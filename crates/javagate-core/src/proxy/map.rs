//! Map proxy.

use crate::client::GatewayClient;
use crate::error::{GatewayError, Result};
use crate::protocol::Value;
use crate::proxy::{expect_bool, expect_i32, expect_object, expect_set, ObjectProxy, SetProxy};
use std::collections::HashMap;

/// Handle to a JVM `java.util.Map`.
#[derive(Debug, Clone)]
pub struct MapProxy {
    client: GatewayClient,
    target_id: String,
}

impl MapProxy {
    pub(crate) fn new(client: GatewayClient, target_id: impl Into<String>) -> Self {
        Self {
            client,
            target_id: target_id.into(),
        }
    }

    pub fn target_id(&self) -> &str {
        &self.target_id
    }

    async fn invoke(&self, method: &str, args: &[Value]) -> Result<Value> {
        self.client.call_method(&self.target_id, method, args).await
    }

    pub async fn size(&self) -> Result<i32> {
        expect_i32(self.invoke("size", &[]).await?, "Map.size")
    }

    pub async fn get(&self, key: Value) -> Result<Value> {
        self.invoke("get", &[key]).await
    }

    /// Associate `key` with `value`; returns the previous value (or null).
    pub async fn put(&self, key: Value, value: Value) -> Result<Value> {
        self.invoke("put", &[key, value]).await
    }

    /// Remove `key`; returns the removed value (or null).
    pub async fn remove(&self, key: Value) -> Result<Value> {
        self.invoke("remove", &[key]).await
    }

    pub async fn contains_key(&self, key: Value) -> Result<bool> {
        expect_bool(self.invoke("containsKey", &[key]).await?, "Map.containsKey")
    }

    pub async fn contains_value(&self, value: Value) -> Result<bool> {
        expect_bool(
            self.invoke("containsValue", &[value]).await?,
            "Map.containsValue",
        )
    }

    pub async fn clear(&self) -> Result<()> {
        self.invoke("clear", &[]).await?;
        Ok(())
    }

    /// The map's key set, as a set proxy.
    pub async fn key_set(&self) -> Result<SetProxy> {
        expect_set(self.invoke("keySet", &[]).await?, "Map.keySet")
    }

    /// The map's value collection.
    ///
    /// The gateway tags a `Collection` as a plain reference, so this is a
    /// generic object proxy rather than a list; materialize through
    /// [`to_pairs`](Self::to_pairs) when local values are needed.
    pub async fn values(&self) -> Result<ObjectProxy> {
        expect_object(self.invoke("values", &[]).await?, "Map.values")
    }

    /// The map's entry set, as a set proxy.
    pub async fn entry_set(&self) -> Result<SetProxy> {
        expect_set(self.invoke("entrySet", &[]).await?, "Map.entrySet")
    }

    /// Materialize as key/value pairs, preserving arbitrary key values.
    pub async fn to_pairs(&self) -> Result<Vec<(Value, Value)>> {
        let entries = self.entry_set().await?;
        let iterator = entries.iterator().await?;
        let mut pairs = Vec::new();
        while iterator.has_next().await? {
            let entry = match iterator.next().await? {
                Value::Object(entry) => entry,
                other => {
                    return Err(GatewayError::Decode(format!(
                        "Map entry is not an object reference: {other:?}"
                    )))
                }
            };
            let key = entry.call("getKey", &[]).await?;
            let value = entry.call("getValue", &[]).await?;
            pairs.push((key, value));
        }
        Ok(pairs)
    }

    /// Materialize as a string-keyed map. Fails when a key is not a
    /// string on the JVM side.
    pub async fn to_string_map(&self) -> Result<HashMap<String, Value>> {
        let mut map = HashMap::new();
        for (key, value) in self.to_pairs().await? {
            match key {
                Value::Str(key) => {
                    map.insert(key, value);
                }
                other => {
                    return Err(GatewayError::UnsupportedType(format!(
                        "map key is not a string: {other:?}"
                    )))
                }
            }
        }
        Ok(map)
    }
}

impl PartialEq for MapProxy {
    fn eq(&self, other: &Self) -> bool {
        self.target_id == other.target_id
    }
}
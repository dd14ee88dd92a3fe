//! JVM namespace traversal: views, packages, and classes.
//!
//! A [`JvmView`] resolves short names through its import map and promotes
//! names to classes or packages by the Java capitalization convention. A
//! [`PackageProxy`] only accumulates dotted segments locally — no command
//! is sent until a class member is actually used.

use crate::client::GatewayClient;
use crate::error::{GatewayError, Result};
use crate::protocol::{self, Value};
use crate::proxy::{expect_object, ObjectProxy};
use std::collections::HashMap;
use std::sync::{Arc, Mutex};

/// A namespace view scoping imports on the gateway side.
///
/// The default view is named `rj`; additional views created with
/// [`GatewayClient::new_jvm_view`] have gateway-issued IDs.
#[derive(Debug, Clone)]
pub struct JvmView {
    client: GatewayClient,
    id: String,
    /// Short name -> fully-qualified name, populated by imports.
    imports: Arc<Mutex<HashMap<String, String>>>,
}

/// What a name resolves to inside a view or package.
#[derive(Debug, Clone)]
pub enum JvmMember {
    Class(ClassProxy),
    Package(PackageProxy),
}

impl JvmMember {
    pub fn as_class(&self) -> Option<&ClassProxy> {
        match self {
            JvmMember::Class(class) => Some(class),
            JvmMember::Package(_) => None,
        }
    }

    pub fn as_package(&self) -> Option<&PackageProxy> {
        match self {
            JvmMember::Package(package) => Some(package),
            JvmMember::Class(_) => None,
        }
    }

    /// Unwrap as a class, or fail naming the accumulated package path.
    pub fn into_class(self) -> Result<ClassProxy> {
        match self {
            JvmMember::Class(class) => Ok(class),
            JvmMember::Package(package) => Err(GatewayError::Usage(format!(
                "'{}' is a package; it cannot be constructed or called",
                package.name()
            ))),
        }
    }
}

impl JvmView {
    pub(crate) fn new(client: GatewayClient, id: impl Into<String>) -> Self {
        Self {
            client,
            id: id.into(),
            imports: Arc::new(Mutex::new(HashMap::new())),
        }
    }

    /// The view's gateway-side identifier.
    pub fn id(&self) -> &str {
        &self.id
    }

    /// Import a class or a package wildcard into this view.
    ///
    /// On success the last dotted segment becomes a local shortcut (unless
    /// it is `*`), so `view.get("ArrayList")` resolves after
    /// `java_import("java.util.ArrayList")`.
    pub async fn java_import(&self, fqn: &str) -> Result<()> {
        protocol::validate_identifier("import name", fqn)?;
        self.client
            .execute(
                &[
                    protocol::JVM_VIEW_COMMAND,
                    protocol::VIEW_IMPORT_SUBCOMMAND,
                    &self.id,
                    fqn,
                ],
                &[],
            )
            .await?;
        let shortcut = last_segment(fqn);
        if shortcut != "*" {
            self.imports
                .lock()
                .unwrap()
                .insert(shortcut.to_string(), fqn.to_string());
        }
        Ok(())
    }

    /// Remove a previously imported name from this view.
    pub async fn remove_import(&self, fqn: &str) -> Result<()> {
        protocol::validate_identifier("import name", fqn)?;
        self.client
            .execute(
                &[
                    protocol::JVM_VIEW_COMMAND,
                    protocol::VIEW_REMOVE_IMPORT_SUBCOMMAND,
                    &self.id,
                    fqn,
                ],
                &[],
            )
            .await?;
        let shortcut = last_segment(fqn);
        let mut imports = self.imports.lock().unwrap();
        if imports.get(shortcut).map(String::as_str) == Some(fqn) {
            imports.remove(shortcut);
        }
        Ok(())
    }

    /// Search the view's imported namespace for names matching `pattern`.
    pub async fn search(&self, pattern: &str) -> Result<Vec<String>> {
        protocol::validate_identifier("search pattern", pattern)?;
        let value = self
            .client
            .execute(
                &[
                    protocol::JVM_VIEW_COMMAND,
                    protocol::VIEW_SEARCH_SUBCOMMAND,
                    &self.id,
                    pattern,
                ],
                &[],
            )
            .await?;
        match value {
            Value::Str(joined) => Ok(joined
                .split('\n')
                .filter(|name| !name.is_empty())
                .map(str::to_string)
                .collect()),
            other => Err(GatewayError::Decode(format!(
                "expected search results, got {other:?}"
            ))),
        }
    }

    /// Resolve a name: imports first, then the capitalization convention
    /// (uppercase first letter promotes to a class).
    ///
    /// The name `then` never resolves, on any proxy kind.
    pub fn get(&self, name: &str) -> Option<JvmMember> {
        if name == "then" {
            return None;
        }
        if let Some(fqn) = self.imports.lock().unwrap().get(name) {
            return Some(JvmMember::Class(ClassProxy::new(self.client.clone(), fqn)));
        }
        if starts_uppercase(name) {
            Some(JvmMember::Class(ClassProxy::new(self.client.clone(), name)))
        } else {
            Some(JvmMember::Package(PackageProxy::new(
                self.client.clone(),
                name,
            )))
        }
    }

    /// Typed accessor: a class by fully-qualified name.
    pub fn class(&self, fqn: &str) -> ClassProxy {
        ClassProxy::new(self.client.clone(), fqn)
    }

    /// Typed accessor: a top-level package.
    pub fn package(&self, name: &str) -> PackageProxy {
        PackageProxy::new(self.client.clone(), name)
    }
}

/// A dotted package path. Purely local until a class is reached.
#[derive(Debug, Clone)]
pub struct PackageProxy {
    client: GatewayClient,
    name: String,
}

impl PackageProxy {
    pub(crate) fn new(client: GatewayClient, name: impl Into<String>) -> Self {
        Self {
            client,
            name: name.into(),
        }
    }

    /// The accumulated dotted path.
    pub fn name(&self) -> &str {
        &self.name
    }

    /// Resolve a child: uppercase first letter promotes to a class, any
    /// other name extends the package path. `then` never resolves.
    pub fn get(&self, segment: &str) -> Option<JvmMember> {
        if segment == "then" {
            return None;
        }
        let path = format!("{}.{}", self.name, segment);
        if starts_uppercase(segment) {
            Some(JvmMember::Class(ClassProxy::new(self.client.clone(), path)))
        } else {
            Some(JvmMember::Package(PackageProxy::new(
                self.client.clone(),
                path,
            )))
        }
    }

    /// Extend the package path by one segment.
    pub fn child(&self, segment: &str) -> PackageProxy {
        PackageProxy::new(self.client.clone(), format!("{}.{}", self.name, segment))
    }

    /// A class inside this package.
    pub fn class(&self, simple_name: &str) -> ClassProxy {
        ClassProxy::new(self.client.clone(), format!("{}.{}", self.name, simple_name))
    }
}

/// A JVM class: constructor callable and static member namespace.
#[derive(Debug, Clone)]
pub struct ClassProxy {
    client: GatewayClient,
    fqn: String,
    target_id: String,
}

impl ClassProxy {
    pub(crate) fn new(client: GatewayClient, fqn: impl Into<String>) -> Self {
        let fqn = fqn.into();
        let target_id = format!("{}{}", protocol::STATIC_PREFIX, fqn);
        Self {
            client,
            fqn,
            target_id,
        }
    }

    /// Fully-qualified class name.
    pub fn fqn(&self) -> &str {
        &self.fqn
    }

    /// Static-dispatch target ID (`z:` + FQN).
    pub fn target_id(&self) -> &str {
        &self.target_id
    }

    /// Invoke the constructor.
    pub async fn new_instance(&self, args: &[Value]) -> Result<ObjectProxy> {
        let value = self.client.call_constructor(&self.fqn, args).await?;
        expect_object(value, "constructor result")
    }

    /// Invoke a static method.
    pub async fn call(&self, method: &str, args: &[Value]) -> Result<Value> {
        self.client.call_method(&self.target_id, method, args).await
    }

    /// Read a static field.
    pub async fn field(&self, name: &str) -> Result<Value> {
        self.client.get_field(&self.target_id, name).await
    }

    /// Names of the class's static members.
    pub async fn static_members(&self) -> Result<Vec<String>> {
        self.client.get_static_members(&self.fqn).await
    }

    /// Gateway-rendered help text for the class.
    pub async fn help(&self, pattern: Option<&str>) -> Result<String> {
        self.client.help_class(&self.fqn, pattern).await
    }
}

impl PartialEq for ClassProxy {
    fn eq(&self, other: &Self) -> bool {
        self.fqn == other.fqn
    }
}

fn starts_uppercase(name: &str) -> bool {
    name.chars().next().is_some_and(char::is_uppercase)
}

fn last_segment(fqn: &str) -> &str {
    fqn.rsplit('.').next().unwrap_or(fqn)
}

◆ **YOUR GOAL**: Leave out every line above except those from the line with "the gateway side." up to and including the line with "pub struct JvmView", and copy those exactly.

◆ **TASK OUTPUT**:
/// A namespace view scoping imports on the gateway side.
///
/// The default view is named `rj`; additional views created with
/// [`GatewayClient::new_jvm_view`] have gateway-issued IDs.
#[derive(Debug, Clone)]
pub struct JvmView {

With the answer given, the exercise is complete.